Australian researchers have shown that genetic diversity could be the key to survival for food crops in the face of the looming threat of global warming.
In a report published in the "Proceedings of the National Academy of Sciences" (PNAS)," University of Queensland scientists say that wild rice plants in hotter and drier parts of Australia tend to be more genetically diverse.
Professor Robert Henry from the Queensland Alliance for Agriculture and Food Innovation (QAAFI), who led the research team, said there were global implications for this discovery. "This finding will be useful in selecting crop varieties that can cope with a variable and changing climate," he said.
In a study conducted over more than 238 km of remote landscape, researchers from QAAFI and Southern Cross University compared wild cereal relatives growing in Australia with those found in the Fertile Crescent, where agriculture began in the cradle of civilisation.

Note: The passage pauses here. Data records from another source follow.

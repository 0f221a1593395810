//! Events delivered to a [`SocketHandler`](super::SocketHandler).

use serde::de::DeserializeOwned;
use serde::{Deserialize, Serialize};
use serde_json::Value;
use std::collections::HashMap;

/// Information about a client taking part in a channel.
#[derive(Debug, Clone, Default, PartialEq, Serialize, Deserialize)]
pub struct ClientInfo {
    /// User id, empty for anonymous connections.
    #[serde(default)]
    pub user: String,
    /// Client connection id.
    #[serde(default)]
    pub client: String,
    /// Connection-scoped info attached by the server.
    #[serde(default, skip_serializing_if = "Option::is_none")]
    pub conn_info: Option<Value>,
    /// Channel-scoped info attached by the server.
    #[serde(default, skip_serializing_if = "Option::is_none")]
    pub chan_info: Option<Value>,
}

/// A message published into a channel.
#[derive(Debug, Clone, Default, PartialEq, Serialize, Deserialize)]
pub struct Publication {
    /// Payload as sent by the server.
    #[serde(default)]
    pub data: Value,
    /// Position in the channel stream, when the channel keeps history.
    #[serde(default, skip_serializing_if = "Option::is_none")]
    pub offset: Option<u64>,
    /// Publisher, when the server exposes it.
    #[serde(default, skip_serializing_if = "Option::is_none")]
    pub info: Option<ClientInfo>,
    /// Publication tags.
    #[serde(default, skip_serializing_if = "HashMap::is_empty")]
    pub tags: HashMap<String, String>,
}

impl Publication {
    /// Decodes the payload into a typed value.
    ///
    /// # Errors
    /// Returns error if the payload does not match `T`.
    pub fn decode<T: DeserializeOwned>(&self) -> Result<T, serde_json::Error> {
        serde_json::from_value(self.data.clone())
    }
}

/// A client-side subscription.
#[derive(Debug, Clone, PartialEq, Eq, Hash)]
pub struct Subscription {
    channel: String,
}

impl Subscription {
    pub(crate) fn new(channel: impl Into<String>) -> Self {
        Self {
            channel: channel.into(),
        }
    }

    /// Channel name.
    #[must_use]
    pub fn channel(&self) -> &str {
        &self.channel
    }
}

/// Connection established and accepted by the server.
#[derive(Debug, Clone, PartialEq)]
pub struct ConnectEvent {
    /// Id the server assigned to this connection.
    pub client_id: String,
    /// Server version.
    pub version: String,
    /// Optional data sent with the connect reply.
    pub data: Option<Value>,
}

/// Connection closed.
#[derive(Debug, Clone, PartialEq)]
pub struct DisconnectEvent {
    /// Disconnect code.
    pub code: u32,
    /// Human readable reason.
    pub reason: String,
    /// Whether the server allows reconnecting.
    pub reconnect: bool,
}

impl DisconnectEvent {
    /// `disconnect` was called by the owner of the client.
    pub const CODE_DISCONNECT_CALLED: u32 = 0;
    /// The transport was closed without a disconnect push.
    pub const CODE_TRANSPORT_CLOSED: u32 = 1;
    /// The transport failed.
    pub const CODE_TRANSPORT_ERROR: u32 = 2;

    pub(crate) fn called() -> Self {
        Self {
            code: Self::CODE_DISCONNECT_CALLED,
            reason: "disconnect called".to_string(),
            reconnect: false,
        }
    }

    pub(crate) fn transport_closed(reason: impl Into<String>) -> Self {
        Self {
            code: Self::CODE_TRANSPORT_CLOSED,
            reason: reason.into(),
            reconnect: true,
        }
    }

    pub(crate) fn transport_error(reason: impl Into<String>) -> Self {
        Self {
            code: Self::CODE_TRANSPORT_ERROR,
            reason: reason.into(),
            reconnect: true,
        }
    }
}

/// Asynchronous message sent to this client, outside any channel.
#[derive(Debug, Clone, PartialEq)]
pub struct MessageEvent {
    /// Message payload.
    pub data: Value,
}

/// Transport or protocol error that did not end the call that caused it.
#[derive(Debug, Clone, PartialEq)]
pub struct ErrorEvent {
    /// Error description.
    pub message: String,
}

/// Publication in a server-side subscription.
#[derive(Debug, Clone, PartialEq)]
pub struct ServerPublishEvent {
    /// Channel name.
    pub channel: String,
    /// The publication.
    pub publication: Publication,
}

/// Client joined a server-side subscription channel.
#[derive(Debug, Clone, PartialEq)]
pub struct ServerJoinEvent {
    /// Channel name.
    pub channel: String,
    /// Joining client.
    pub info: ClientInfo,
}

/// Client left a server-side subscription channel.
#[derive(Debug, Clone, PartialEq)]
pub struct ServerLeaveEvent {
    /// Channel name.
    pub channel: String,
    /// Leaving client.
    pub info: ClientInfo,
}

/// Server subscribed this connection to a channel.
#[derive(Debug, Clone, PartialEq)]
pub struct ServerSubscribeEvent {
    /// Channel name.
    pub channel: String,
    /// Whether missed publications were recovered.
    pub recovered: bool,
    /// Optional subscription data.
    pub data: Option<Value>,
}

/// Server unsubscribed this connection from a channel.
#[derive(Debug, Clone, PartialEq)]
pub struct ServerUnsubscribeEvent {
    /// Channel name.
    pub channel: String,
}

/// Publication in a client-side subscription.
#[derive(Debug, Clone, PartialEq)]
pub struct PublishEvent {
    /// The publication.
    pub publication: Publication,
}

/// Client joined a client-side subscription channel.
#[derive(Debug, Clone, PartialEq)]
pub struct JoinEvent {
    /// Joining client.
    pub info: ClientInfo,
}

/// Client left a client-side subscription channel.
#[derive(Debug, Clone, PartialEq)]
pub struct LeaveEvent {
    /// Leaving client.
    pub info: ClientInfo,
}

/// Subscribe command accepted.
#[derive(Debug, Clone, PartialEq)]
pub struct SubscribeSuccessEvent {
    /// Whether missed publications were recovered.
    pub recovered: bool,
    /// Optional subscription data.
    pub data: Option<Value>,
}

/// Subscribe command rejected.
#[derive(Debug, Clone, PartialEq)]
pub struct SubscribeErrorEvent {
    /// Server error code.
    pub code: u32,
    /// Server error message.
    pub message: String,
}

/// Client-side subscription ended.
#[derive(Debug, Clone, PartialEq)]
pub struct UnsubscribeEvent {
    /// Unsubscribe code, zero when requested by this client.
    pub code: u32,
    /// Human readable reason.
    pub reason: String,
}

The Fertile Crescent is a geographical region that stretches more than 2000 km from the Nile in Egypt to the waters of the Persian Gulf in the west.
Already wild barley in the Fertile Crescent has been found to have coped successfully with diverse environmental stress factors.
These include biotic stress (e.g., viral, bacterial and fungal disease) and abiotic stress (e.g., drought, UV radiation, and salinity).
Such attributes make wild barley an attractive candidate for studying the effects of environmental factors on the emergence of biodiversity, as well as representing a promising source of genetic material for improving the hardiness and economic value of cultivated barley.
In the new paper too it has been stressed, "Increased genetic diversity may be important in allowing plant populations to adapt to greater environmental variation in warmer and drier climatic conditions."